#### [What is needed]
Scan the entries below for the string "push" and copy every line where it turns up.

-------- Data in this exercise

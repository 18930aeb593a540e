//! Acton-reactive actors for the sieve pipeline.
//!
//! ```text
//! driver
//!   ├─ Candidate(3), Candidate(5), … (ascending) → Shard[0]
//!   │     ├─ Candidate(c) → Shard[1] → … → Shard[n-1]
//!   │     └─ SpawnShard → driver spawns Shard[i+1] → SuccessorReady
//!   ├─ Terminate → Shard[0] → … → Shard[n-1]
//!   ├─ JoinScope::wait (quiescence)
//!   └─ CollectShard → Shard[i] → ShardReport { next } → walk to tail
//! ```
//!
//! Every shard owns its primes; the only cross-actor write is the driver
//! handing a shard the successor it asked for.

mod shard_actor;

pub use shard_actor::{PrimeShardActor, PrimeShardState, Route, Successor};
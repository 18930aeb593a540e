//! The pipeline driver: bootstraps the shard chain and aggregates its counts.
//!
//! ## Usage
//!
//! ```ignore
//! use sieve_kernel::{SieveConfig, SieveRuntime};
//!
//! let mut sieve = SieveRuntime::launch(SieveConfig::default()).await?;
//! assert_eq!(sieve.count_primes(30).await?, 10);
//! sieve.shutdown().await?;
//! ```

use std::time::{Duration, Instant};

use acton_reactive::prelude::*;
use serde::{Deserialize, Serialize};
use tokio::sync::mpsc;
use tracing::{debug, info, warn};

use crate::actors::PrimeShardActor;
use crate::config::SieveConfig;
use crate::error::{Result, SieveError};
use crate::messages::{CollectShard, ShardReport, SieveMessage, SpawnShard, SuccessorReady};
use crate::scope::JoinScope;

/// Upper bound on how long a quiet shard may take to answer `CollectShard`.
const COLLECT_TIMEOUT: Duration = Duration::from_secs(30);

/// Outcome of a single sieve run.
#[derive(Debug, Clone, PartialEq, Eq, Serialize, Deserialize)]
pub struct SieveReport {
    /// Inclusive upper bound that was sieved
    pub limit: u64,
    /// Number of primes in `[2, limit]`
    pub prime_count: usize,
    /// Number of shard actors the chain grew to
    pub actor_count: usize,
    /// Shard sizes in chain order
    pub shard_sizes: Vec<usize>,
    /// Shard capacity used for the run
    pub shard_capacity: usize,
    /// Wall-clock time from first spawn to last report
    pub elapsed_ms: u64,
}

/// Explicit scheduling context for sieve runs.
///
/// Owns the acton runtime every shard actor is spawned into. Runs are
/// independent: each gets its own chain and its own join scope, and the
/// chain is stopped once its counts have been read.
pub struct SieveRuntime {
    runtime: ActorRuntime,
    config: SieveConfig,
    runs: u64,
}

impl std::fmt::Debug for SieveRuntime {
    fn fmt(&self, f: &mut std::fmt::Formatter<'_>) -> std::fmt::Result {
        f.debug_struct("SieveRuntime")
            .field("config", &self.config)
            .field("runs", &self.runs)
            .finish()
    }
}

impl SieveRuntime {
    /// Launch a fresh actor runtime for sieving.
    pub async fn launch(config: SieveConfig) -> Result<Self> {
        config.validate()?;
        let runtime = ActonApp::launch_async().await;
        Ok(Self {
            runtime,
            config,
            runs: 0,
        })
    }

    /// Configuration this runtime sieves with.
    pub fn config(&self) -> &SieveConfig {
        &self.config
    }

    /// Count the primes in `[2, limit]`.
    pub async fn count_primes(&mut self, limit: i64) -> Result<usize> {
        Ok(self.run(limit).await?.prime_count)
    }

    /// Sieve up to `limit` and report chain statistics alongside the count.
    pub async fn run(&mut self, limit: i64) -> Result<SieveReport> {
        let started = Instant::now();
        let limit = checked_limit(limit)?;
        let reports = self.sieve(limit).await?;

        let shard_sizes: Vec<usize> = reports.iter().map(ShardReport::shard_count).collect();
        let report = SieveReport {
            limit,
            prime_count: shard_sizes.iter().sum(),
            actor_count: reports.len(),
            shard_sizes,
            shard_capacity: self.config.shard_capacity,
            elapsed_ms: started.elapsed().as_millis() as u64,
        };

        info!(
            limit = report.limit,
            primes = report.prime_count,
            actors = report.actor_count,
            capacity = report.shard_capacity,
            elapsed_ms = report.elapsed_ms,
            "Sieve run complete"
        );
        Ok(report)
    }

    /// Sieve up to `limit` and return every prime found, ascending.
    pub async fn collect_primes(&mut self, limit: i64) -> Result<Vec<u64>> {
        let limit = checked_limit(limit)?;
        let reports = self.sieve(limit).await?;
        Ok(reports.into_iter().flat_map(|report| report.primes).collect())
    }

    /// Stop every actor and release the runtime.
    pub async fn shutdown(mut self) -> Result<()> {
        self.runtime
            .shutdown_all()
            .await
            .map_err(|e| SieveError::Runtime(format!("shutdown failed: {e}")))?;
        Ok(())
    }

    /// Run the pipeline and return the shard reports in chain order.
    async fn sieve(&mut self, limit: u64) -> Result<Vec<ShardReport>> {
        if limit < 2 {
            return Ok(Vec::new());
        }

        self.runs += 1;
        let run = self.runs;
        let scope = JoinScope::new();
        let (spawn_tx, mut spawn_rx) = mpsc::unbounded_channel();

        let first = PrimeShardActor::new(
            run,
            0,
            2,
            self.config.shard_capacity,
            scope.clone(),
            spawn_tx.clone(),
        )
        .spawn(&mut self.runtime)
        .await;

        // Every shard of the run, in spawn order.
        let mut spawned = vec![first.clone()];

        let inject = inject_candidates(first.clone(), limit, scope.clone());
        tokio::pin!(inject);
        let mut injected = false;
        let stall = self.config.stall_timeout();

        // Serve successor requests until the chain goes quiet.
        let quiesced = loop {
            tokio::select! {
                () = &mut inject, if !injected => {
                    injected = true;
                    debug!(run, limit, "Candidates injected, waiting for quiescence");
                }
                Some(request) = spawn_rx.recv() => {
                    let handle = self.spawn_successor(run, &scope, &spawn_tx, request).await;
                    spawned.push(handle);
                }
                result = scope.wait_or_stall(stall), if injected => {
                    break result;
                }
            }
        };

        let walked = match &quiesced {
            Ok(()) => walk_chain(&first).await,
            Err(_) => Ok(Vec::new()),
        };

        // Discard the chain whatever happened.
        for handle in &spawned {
            if let Err(e) = handle.stop().await {
                warn!(run, actor = %handle.id(), error = %e, "Failed to stop shard actor");
            }
        }

        quiesced?;
        let reports = walked?;

        if reports.len() != spawned.len() {
            return Err(SieveError::InvariantViolation(format!(
                "{} shards spawned but {} reachable from the first",
                spawned.len(),
                reports.len()
            )));
        }
        if let Some(report) = reports.iter().find(|r| !r.terminated) {
            return Err(SieveError::InvariantViolation(format!(
                "sentinel never reached shard {}",
                report.position
            )));
        }
        Ok(reports)
    }

    /// Spawn the successor a shard asked for and link it.
    async fn spawn_successor(
        &mut self,
        run: u64,
        scope: &JoinScope,
        spawner: &mpsc::UnboundedSender<SpawnShard>,
        request: SpawnShard,
    ) -> ActorHandle {
        let handle = PrimeShardActor::new(
            run,
            request.position,
            request.seed,
            self.config.shard_capacity,
            scope.clone(),
            spawner.clone(),
        )
        .spawn(&mut self.runtime)
        .await;

        request
            .predecessor
            .send(SuccessorReady {
                handle: handle.clone(),
            })
            .await;
        handle
    }
}

/// Send every odd candidate in `[3, limit]` in ascending order, then the
/// sentinel.
async fn inject_candidates(first: ActorHandle, limit: u64, scope: JoinScope) {
    for candidate in (3..=limit).step_by(2) {
        scope.enter();
        first.send(SieveMessage::Candidate(candidate)).await;
    }
    scope.enter();
    first.send(SieveMessage::Terminate).await;
}

/// Walk from `first` to the tail, collecting one report per shard.
async fn walk_chain(first: &ActorHandle) -> Result<Vec<ShardReport>> {
    let mut reports = Vec::new();
    let mut current = Some(first.clone());

    while let Some(handle) = current {
        let position = reports.len();
        let (tx, mut rx) = mpsc::channel(1);
        handle.send(CollectShard { reply: tx }).await;

        let report = match tokio::time::timeout(COLLECT_TIMEOUT, rx.recv()).await {
            Ok(Some(report)) => report,
            Ok(None) => return Err(SieveError::ChainBroken(position)),
            Err(_) => {
                warn!(position, "Shard did not answer CollectShard in time");
                return Err(SieveError::ChainBroken(position));
            }
        };

        if report.position != position {
            return Err(SieveError::InvariantViolation(format!(
                "shard at chain index {} reports position {}",
                position, report.position
            )));
        }
        if report.awaiting_successor {
            return Err(SieveError::InvariantViolation(format!(
                "shard {} is still waiting for its successor",
                position
            )));
        }

        current = report.next.clone();
        reports.push(report);
    }

    Ok(reports)
}

fn checked_limit(limit: i64) -> Result<u64> {
    u64::try_from(limit).map_err(|_| SieveError::NegativeLimit(limit))
}

/// Classic boolean-array sieve, used as the trusted reference.
pub fn primes_sequential(limit: u64) -> Vec<u64> {
    if limit < 2 {
        return Vec::new();
    }
    let n = limit as usize;
    let mut composite = vec![false; n + 1];
    let mut primes = Vec::new();

    for i in 2..=n {
        if composite[i] {
            continue;
        }
        primes.push(i as u64);
        let mut multiple = i.saturating_mul(i);
        while multiple <= n {
            composite[multiple] = true;
            multiple += i;
        }
    }
    primes
}

/// Count of primes in `[2, limit]` by the reference sieve.
pub fn count_primes_sequential(limit: u64) -> usize {
    primes_sequential(limit).len()
}

#[cfg(test)]
mod tests {
    use super::*;

    #[test]
    fn test_reference_sieve_small_limits() {
        assert_eq!(count_primes_sequential(0), 0);
        assert_eq!(count_primes_sequential(1), 0);
        assert_eq!(count_primes_sequential(2), 1);
        assert_eq!(count_primes_sequential(3), 2);
        assert_eq!(
            primes_sequential(30),
            vec![2, 3, 5, 7, 11, 13, 17, 19, 23, 29]
        );
        assert_eq!(count_primes_sequential(100_000), 9_592);
    }

    #[test]
    fn test_negative_limit_rejected() {
        assert_eq!(checked_limit(-1), Err(SieveError::NegativeLimit(-1)));
        assert_eq!(checked_limit(0), Ok(0));
    }

    #[tokio::test]
    async fn test_count_primes_thirty() {
        let mut sieve = SieveRuntime::launch(SieveConfig::with_capacity(3))
            .await
            .unwrap();
        assert_eq!(sieve.count_primes(30).await.unwrap(), 10);
        sieve.shutdown().await.unwrap();
    }

    #[tokio::test]
    async fn test_every_shard_registered_with_runtime() {
        let mut sieve = SieveRuntime::launch(SieveConfig::with_capacity(3))
            .await
            .unwrap();
        let before = sieve.runtime.actor_count();
        let report = sieve.run(30).await.unwrap();

        // 10 primes in shards of 3
        assert_eq!(report.actor_count, 4);
        assert_eq!(sieve.runtime.actor_count() - before, report.actor_count);
        sieve.shutdown().await.unwrap();
    }

    #[tokio::test]
    async fn test_below_two_builds_no_chain() {
        let mut sieve = SieveRuntime::launch(SieveConfig::default()).await.unwrap();
        for limit in [0, 1] {
            let report = sieve.run(limit).await.unwrap();
            assert_eq!(report.prime_count, 0);
            assert_eq!(report.actor_count, 0);
        }
        sieve.shutdown().await.unwrap();
    }

    #[tokio::test]
    async fn test_negative_limit_fails_before_spawning() {
        let mut sieve = SieveRuntime::launch(SieveConfig::default()).await.unwrap();
        let err = sieve.count_primes(-5).await.unwrap_err();
        assert_eq!(err, SieveError::NegativeLimit(-5));
        assert_eq!(sieve.runs, 0);
        sieve.shutdown().await.unwrap();
    }

    #[tokio::test]
    async fn test_launch_rejects_zero_capacity() {
        let err = SieveRuntime::launch(SieveConfig::with_capacity(0))
            .await
            .unwrap_err();
        assert!(matches!(err, SieveError::InvalidConfig(_)));
    }
}
//! Integration tests for the actor sieve pipeline.
//!
//! Every run is checked against the sequential reference sieve, then against
//! the chain properties:
//! - one actor per `capacity` primes (rounded up)
//! - no prime held by two shards
//! - repeated and independent runs agree
//!
//! Every run is bounded by a timeout so a pipeline that never goes quiet
//! fails instead of hanging.

use std::collections::HashSet;
use std::future::Future;

use tokio::time::{timeout, Duration};

use sieve_kernel::{
    count_primes_sequential, primes_sequential, SieveConfig, SieveError, SieveReport, SieveRuntime,
};

/// Upper bound for any single run in these tests.
const RUN_TIMEOUT: Duration = Duration::from_secs(120);

/// Upper bound for the long-chain run.
const LONG_CHAIN_TIMEOUT: Duration = Duration::from_secs(600);

async fn runtime(capacity: usize) -> SieveRuntime {
    SieveRuntime::launch(SieveConfig::with_capacity(capacity))
        .await
        .expect("runtime should launch")
}

async fn bounded<T>(what: &str, future: impl Future<Output = T>) -> T {
    timeout(RUN_TIMEOUT, future)
        .await
        .unwrap_or_else(|_| panic!("{what} did not finish within {RUN_TIMEOUT:?}"))
}

async fn count(sieve: &mut SieveRuntime, limit: i64) -> usize {
    bounded(&format!("count_primes({limit})"), sieve.count_primes(limit))
        .await
        .unwrap()
}

async fn run(sieve: &mut SieveRuntime, limit: i64) -> SieveReport {
    bounded(&format!("run({limit})"), sieve.run(limit))
        .await
        .unwrap()
}

#[tokio::test]
async fn test_small_limits() {
    let mut sieve = runtime(4).await;

    assert_eq!(count(&mut sieve, 0).await, 0);
    assert_eq!(count(&mut sieve, 1).await, 0);
    assert_eq!(count(&mut sieve, 2).await, 1);
    assert_eq!(count(&mut sieve, 3).await, 2);
    assert_eq!(count(&mut sieve, 30).await, 10);

    sieve.shutdown().await.unwrap();
}

#[tokio::test(flavor = "multi_thread", worker_threads = 4)]
async fn test_matches_reference_across_capacities() {
    for capacity in [1, 2, 7, 100, 1_000] {
        let mut sieve = runtime(capacity).await;
        for limit in [10u64, 97, 1_000, 2_003] {
            let got = count(&mut sieve, limit as i64).await;
            assert_eq!(
                got,
                count_primes_sequential(limit),
                "capacity={capacity} limit={limit}"
            );
        }
        sieve.shutdown().await.unwrap();
    }
}

#[tokio::test(flavor = "multi_thread", worker_threads = 4)]
async fn test_chain_length_tracks_capacity() {
    for capacity in [3, 10, 64, 1_000] {
        let mut sieve = runtime(capacity).await;
        let report = run(&mut sieve, 20_000).await;

        assert_eq!(report.prime_count, 2_262);
        assert_eq!(report.actor_count, report.prime_count.div_ceil(capacity));
        assert_eq!(report.shard_sizes.len(), report.actor_count);
        assert_eq!(report.shard_capacity, capacity);

        // Every shard but the tail is full.
        let (tail, full) = report.shard_sizes.split_last().unwrap();
        assert!(full.iter().all(|&size| size == capacity));
        assert!(*tail >= 1 && *tail <= capacity);

        sieve.shutdown().await.unwrap();
    }
}

#[tokio::test(flavor = "multi_thread", worker_threads = 4)]
async fn test_one_prime_per_shard_long_chain() {
    let mut sieve = runtime(1).await;

    // pi(12_600) = 1_504, one actor each.
    let report = timeout(LONG_CHAIN_TIMEOUT, sieve.run(12_600))
        .await
        .expect("a long chain must still reach quiescence")
        .unwrap();

    assert_eq!(report.prime_count, count_primes_sequential(12_600));
    assert_eq!(report.prime_count, 1_504);
    assert_eq!(report.actor_count, 1_504);
    assert!(report.shard_sizes.iter().all(|&size| size == 1));

    sieve.shutdown().await.unwrap();
}

#[tokio::test(flavor = "multi_thread", worker_threads = 4)]
async fn test_shards_are_disjoint_and_ordered() {
    let mut sieve = runtime(25).await;
    let primes = bounded("collect_primes(5000)", sieve.collect_primes(5_000))
        .await
        .unwrap();

    let unique: HashSet<u64> = primes.iter().copied().collect();
    assert_eq!(unique.len(), primes.len(), "a prime appeared in two shards");
    assert!(primes.windows(2).all(|pair| pair[0] < pair[1]));
    assert_eq!(primes, primes_sequential(5_000));

    sieve.shutdown().await.unwrap();
}

#[tokio::test]
async fn test_repeated_runs_are_idempotent() {
    let mut sieve = runtime(16).await;
    let first = run(&mut sieve, 3_000).await;
    let second = run(&mut sieve, 3_000).await;

    assert_eq!(first.prime_count, second.prime_count);
    assert_eq!(first.shard_sizes, second.shard_sizes);
    sieve.shutdown().await.unwrap();

    let mut independent = runtime(16).await;
    assert_eq!(count(&mut independent, 3_000).await, first.prime_count);
    independent.shutdown().await.unwrap();
}

#[tokio::test]
async fn test_negative_limit_is_an_input_error() {
    let mut sieve = runtime(16).await;
    assert_eq!(
        sieve.count_primes(-1).await,
        Err(SieveError::NegativeLimit(-1))
    );
    // The runtime is still usable afterwards.
    assert_eq!(count(&mut sieve, 10).await, 4);
    sieve.shutdown().await.unwrap();
}

#[tokio::test(flavor = "multi_thread", worker_threads = 4)]
async fn test_shutdown_after_many_shards_completes() {
    let mut sieve = runtime(2).await;
    for _ in 0..3 {
        assert_eq!(count(&mut sieve, 1_000).await, 168);
    }
    timeout(RUN_TIMEOUT, sieve.shutdown())
        .await
        .expect("shutdown should reach every shard")
        .unwrap();
}
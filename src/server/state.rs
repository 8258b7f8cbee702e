use crate::location::Normalizer;

pub struct AppState {
    pub normalizer: Normalizer,
}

----------------

#### [Solution to this task]
                    spawned.push(handle);
        reports.push(report);
        primes.push(i as u64);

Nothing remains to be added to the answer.